SAFETY should be your primary concern in all cooking methods. The danger inherent in cutting dense, hard, ROUND foods is that they tend to roll or shift when pressure is applied, thus allowing hand or fingers to suddenly slip under/against the cutting edge. One key to safety is STABILITY. Hasty chopping, hacking, swinging, or stabbing motions are dangerous--especially if you can't be sure the food will stay put. Firm, controlled movement upon a stable surface is the safe way.
Placing the squash on a nest fashioned from a tightly-wadded or rolled, clean kitchen towel is a good way to achieve stability. It is also important to work with a very sharp knife that has a rather thick blade. This acts like a wedge acts in wood-splitting. The knife should also be several inches longer than the diameter of the widest place on the squash, to allow for gripping both ends of the blade during the final cut through.
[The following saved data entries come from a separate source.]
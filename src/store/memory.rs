//! In-memory [`SourceStore`] for tests and throwaway sessions.

use std::sync::RwLock;

use anyhow::{anyhow, Result};
use async_trait::async_trait;

use super::SourceStore;
use crate::models::ContextSource;

/// Sources kept in a `Vec` behind a `RwLock`, in insertion order.
#[derive(Default)]
pub struct InMemoryStore {
    sources: RwLock<Vec<ContextSource>>,
}

impl InMemoryStore {
    pub fn new() -> Self {
        Self::default()
    }
}

fn poisoned<T>(_: T) -> anyhow::Error {
    anyhow!("in-memory store lock poisoned")
}

#[async_trait]
impl SourceStore for InMemoryStore {
    async fn save_source(&self, source: &ContextSource) -> Result<()> {
        let mut sources = self.sources.write().map_err(poisoned)?;
        match sources.iter_mut().find(|s| s.id == source.id) {
            Some(existing) => *existing = source.clone(),
            None => sources.push(source.clone()),
        }
        Ok(())
    }

    async fn get_source(&self, id: &str) -> Result<Option<ContextSource>> {
        let sources = self.sources.read().map_err(poisoned)?;
        Ok(sources.iter().find(|s| s.id == id).cloned())
    }

    async fn list_sources(&self) -> Result<Vec<ContextSource>> {
        Ok(self.sources.read().map_err(poisoned)?.clone())
    }

    async fn delete_source(&self, id: &str) -> Result<bool> {
        let mut sources = self.sources.write().map_err(poisoned)?;
        let before = sources.len();
        sources.retain(|s| s.id != id);
        Ok(sources.len() != before)
    }
}

#[cfg(test)]
mod tests {
    use super::*;
    use crate::models::{SourceKind, SourceStatus};

    #[tokio::test]
    async fn test_save_update_keeps_order() {
        let store = InMemoryStore::new();
        let a = ContextSource::new(SourceKind::Url, "https://a.example", "a.example");
        let mut b = ContextSource::new(SourceKind::File, "b.txt", "b.txt");
        store.save_source(&a).await.unwrap();
        store.save_source(&b).await.unwrap();

        b.status = SourceStatus::Ready;
        store.save_source(&b).await.unwrap();
        let a2 = ContextSource::new(SourceKind::File, "c.txt", "c.txt");
        store.save_source(&a2).await.unwrap();

        let all = store.list_sources().await.unwrap();
        let titles: Vec<_> = all.iter().map(|s| s.title.as_str()).collect();
        assert_eq!(titles, vec!["a.example", "b.txt", "c.txt"]);
        assert_eq!(all[1].status, SourceStatus::Ready);
    }

    #[tokio::test]
    async fn test_delete() {
        let store = InMemoryStore::new();
        let a = ContextSource::new(SourceKind::Url, "https://a.example", "a.example");
        store.save_source(&a).await.unwrap();

        assert!(store.delete_source(&a.id).await.unwrap());
        assert!(!store.delete_source(&a.id).await.unwrap());
        assert!(store.get_source(&a.id).await.unwrap().is_none());
    }
}
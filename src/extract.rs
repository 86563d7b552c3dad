//! Text extraction for binary uploads (PDF, DOCX).
//!
//! The file reader hands over raw bytes plus a MIME type; this module
//! returns plain UTF-8 text ready for chunking. DOCX paragraphs are
//! separated by blank lines so paragraph chunking keeps them apart.

use std::io::Read;
use thiserror::Error;

pub const MIME_PDF: &str = "application/pdf";
pub const MIME_DOCX: &str =
    "application/vnd.openxmlformats-officedocument.wordprocessingml.document";

/// Maximum decompressed bytes to read from a single ZIP entry (zip-bomb protection).
const MAX_XML_ENTRY_BYTES: u64 = 50 * 1024 * 1024;

#[derive(Error, Debug)]
pub enum ExtractError {
    #[error("unsupported content-type: {0}")]
    UnsupportedContentType(String),

    #[error("PDF extraction failed: {0}")]
    Pdf(String),

    #[error("DOCX extraction failed: {0}")]
    Docx(String),
}

/// Whether [`extract_text`] handles this MIME type.
pub fn is_extractable(content_type: &str) -> bool {
    matches!(content_type, MIME_PDF | MIME_DOCX)
}

/// Extract plain text from binary content.
pub fn extract_text(bytes: &[u8], content_type: &str) -> Result<String, ExtractError> {
    match content_type {
        MIME_PDF => extract_pdf(bytes),
        MIME_DOCX => extract_docx(bytes),
        _ => Err(ExtractError::UnsupportedContentType(
            content_type.to_string(),
        )),
    }
}

fn extract_pdf(bytes: &[u8]) -> Result<String, ExtractError> {
    pdf_extract::extract_text_from_mem(bytes).map_err(|e| ExtractError::Pdf(e.to_string()))
}

fn extract_docx(bytes: &[u8]) -> Result<String, ExtractError> {
    let mut archive = zip::ZipArchive::new(std::io::Cursor::new(bytes))
        .map_err(|e| ExtractError::Docx(e.to_string()))?;
    let entry = archive
        .by_name("word/document.xml")
        .map_err(|_| ExtractError::Docx("word/document.xml not found".to_string()))?;

    let mut doc_xml = Vec::new();
    entry
        .take(MAX_XML_ENTRY_BYTES)
        .read_to_end(&mut doc_xml)
        .map_err(|e| ExtractError::Docx(e.to_string()))?;
    if doc_xml.len() as u64 >= MAX_XML_ENTRY_BYTES {
        return Err(ExtractError::Docx(
            "word/document.xml exceeds size limit".to_string(),
        ));
    }

    extract_paragraphs(&doc_xml)
}

/// Collect `<w:t>` text runs, one paragraph per `<w:p>`.
fn extract_paragraphs(xml: &[u8]) -> Result<String, ExtractError> {
    use quick_xml::events::Event;

    let mut paragraphs: Vec<String> = Vec::new();
    let mut current = String::new();
    let mut in_text = false;

    let mut reader = quick_xml::Reader::from_reader(xml);
    let mut buf = Vec::new();
    loop {
        match reader.read_event_into(&mut buf) {
            Ok(Event::Start(e)) if e.local_name().as_ref() == b"t" => in_text = true,
            Ok(Event::Text(te)) if in_text => {
                let text = te
                    .unescape()
                    .map_err(|e| ExtractError::Docx(e.to_string()))?;
                current.push_str(&text);
            }
            Ok(Event::End(e)) => match e.local_name().as_ref() {
                b"t" => in_text = false,
                b"p" => {
                    let para = std::mem::take(&mut current);
                    if !para.trim().is_empty() {
                        paragraphs.push(para.trim().to_string());
                    }
                }
                _ => {}
            },
            Ok(Event::Eof) => break,
            Err(e) => return Err(ExtractError::Docx(e.to_string())),
            _ => {}
        }
        buf.clear();
    }

    if !current.trim().is_empty() {
        paragraphs.push(current.trim().to_string());
    }
    Ok(paragraphs.join("\n\n"))
}

#[cfg(test)]
mod tests {
    use super::*;
    use std::io::Write;

    fn docx_with_body(body: &str) -> Vec<u8> {
        let mut cursor = std::io::Cursor::new(Vec::new());
        {
            let mut zip = zip::ZipWriter::new(&mut cursor);
            let options = zip::write::SimpleFileOptions::default();
            zip.start_file("word/document.xml", options).unwrap();
            let xml = format!(
                r#"<?xml version="1.0" encoding="UTF-8"?><w:document xmlns:w="http://schemas.openxmlformats.org/wordprocessingml/2006/main"><w:body>{}</w:body></w:document>"#,
                body
            );
            zip.write_all(xml.as_bytes()).unwrap();
            zip.finish().unwrap();
        }
        cursor.into_inner()
    }

    #[test]
    fn unsupported_content_type_returns_error() {
        let err = extract_text(b"foo", "application/octet-stream").unwrap_err();
        assert!(matches!(err, ExtractError::UnsupportedContentType(_)));
        assert!(!is_extractable("text/plain"));
        assert!(is_extractable(MIME_PDF));
    }

    #[test]
    fn invalid_pdf_returns_error() {
        let err = extract_text(b"not a pdf", MIME_PDF).unwrap_err();
        assert!(matches!(err, ExtractError::Pdf(_)));
    }

    #[test]
    fn invalid_zip_returns_error_for_docx() {
        let err = extract_text(b"not a zip", MIME_DOCX).unwrap_err();
        assert!(matches!(err, ExtractError::Docx(_)));
    }

    #[test]
    fn docx_paragraphs_are_separated() {
        let bytes = docx_with_body(
            "<w:p><w:r><w:t>Hello </w:t></w:r><w:r><w:t>world</w:t></w:r></w:p>\
             <w:p></w:p>\
             <w:p><w:r><w:t>Second &amp; last</w:t></w:r></w:p>",
        );
        let text = extract_text(&bytes, MIME_DOCX).unwrap();
        assert_eq!(text, "Hello world\n\nSecond & last");
    }

    #[test]
    fn docx_without_document_xml_fails() {
        let mut cursor = std::io::Cursor::new(Vec::new());
        {
            let mut zip = zip::ZipWriter::new(&mut cursor);
            zip.start_file("other.xml", zip::write::SimpleFileOptions::default())
                .unwrap();
            zip.write_all(b"<x/>").unwrap();
            zip.finish().unwrap();
        }
        let err = extract_text(&cursor.into_inner(), MIME_DOCX).unwrap_err();
        assert!(err.to_string().contains("not found"));
    }
}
Place the squash on your towel nest, use another kitchen towel, folded, as a sort of mitt. This "mitt" should be thin enough that you can grasp firmly with it. (100% cotton towelling usually grips better.) Using your mitt, grip the wider end of the squash; insert the tip of the knife into one of the longitudinal ridges, with the cutting edge away from that mitted hand, until the knife has nearly come out the opposite side, lodging in the flesh of the squash on the opposite side. Then, lever the knife edge down in a motion that uses the lodged knife-point as a fulcrum. (Think of the motion of a paper-cutter.) Flip the squash over, repeating this, until the pointed end is cut all the way through. Up-end the squash, placing it on its stem end in the towel nest. Check for stability. Place your knife into the slit, perpendicular to the axis of the squash. Use your gripping towel to pad the non-cutting side of the knife, then press down until the squash is cleaved through.